* [Records shown]
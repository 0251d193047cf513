use simak::application::services::{format_timecode, normalize_transcript};
use simak::domain::RawTranscriptEntry;

fn entry(text: &str, offset: f64, duration: f64) -> RawTranscriptEntry {
    RawTranscriptEntry {
        text: text.to_string(),
        offset,
        duration,
    }
}

#[test]
fn given_no_entries_when_normalizing_then_fails() {
    let result = normalize_transcript(&[]);
    assert!(result.is_err());
}

#[test]
fn given_timed_entries_when_normalizing_then_start_and_end_match_formatter() {
    let entries = vec![entry("Welcome", 90.0, 30.5)];

    let segments = normalize_transcript(&entries).unwrap();

    assert_eq!(segments[0].start, format_timecode(90.0));
    assert_eq!(segments[0].end, format_timecode(120.5));
    assert_eq!(segments[0].start, "00:01:30");
    assert_eq!(segments[0].end, "00:02:00");
}

#[test]
fn given_many_entries_when_normalizing_then_order_and_cardinality_are_preserved() {
    let entries: Vec<_> = (0..25)
        .map(|i| entry(&format!("line {}", i), i as f64 * 5.0, 5.0))
        .collect();

    let segments = normalize_transcript(&entries).unwrap();

    assert_eq!(segments.len(), 25);
    assert_eq!(segments[0].text, "line 0");
    assert_eq!(segments[24].text, "line 24");
}

#[test]
fn given_sentinel_entry_when_normalizing_then_substitutes_short_formatted_placeholder() {
    let entries = vec![entry("N/A", 125.0, 5.0)];

    let segments = normalize_transcript(&entries).unwrap();

    assert_eq!(segments[0].text, "Segment at 2:05");
}

#[test]
fn given_sentinel_entry_when_normalizing_then_chapter_flag_sees_original_text() {
    // The substituted placeholder would pass the heuristic's length check;
    // the sentinel itself must not.
    let entries = vec![entry("N/A", 0.0, 5.0)];

    let segments = normalize_transcript(&entries).unwrap();

    assert!(!segments[0].is_chapter_start);
}

#[test]
fn given_short_entry_at_stride_position_when_normalizing_then_flags_chapter() {
    let mut entries: Vec<_> = (0..11)
        .map(|i| {
            entry(
                "this line is long enough to never be a heading",
                i as f64,
                1.0,
            )
        })
        .collect();
    entries[10] = entry("Recap", 10.0, 1.0);

    let segments = normalize_transcript(&entries).unwrap();

    assert!(!segments[0].is_chapter_start);
    assert!(!segments[9].is_chapter_start);
    assert!(segments[10].is_chapter_start);
}

#[test]
fn given_missing_timings_when_normalizing_then_defaults_to_zero() {
    let entries = vec![entry("Hello", 0.0, 0.0)];

    let segments = normalize_transcript(&entries).unwrap();

    assert_eq!(segments[0].start, "00:00:00");
    assert_eq!(segments[0].end, "00:00:00");
}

* [Work instructions] "simak" is the string to look for; please copy every line of the records above where it appears.

* [Result of this task]
use simak::application::services::{format_timecode, normalize_transcript};
use simak::domain::RawTranscriptEntry;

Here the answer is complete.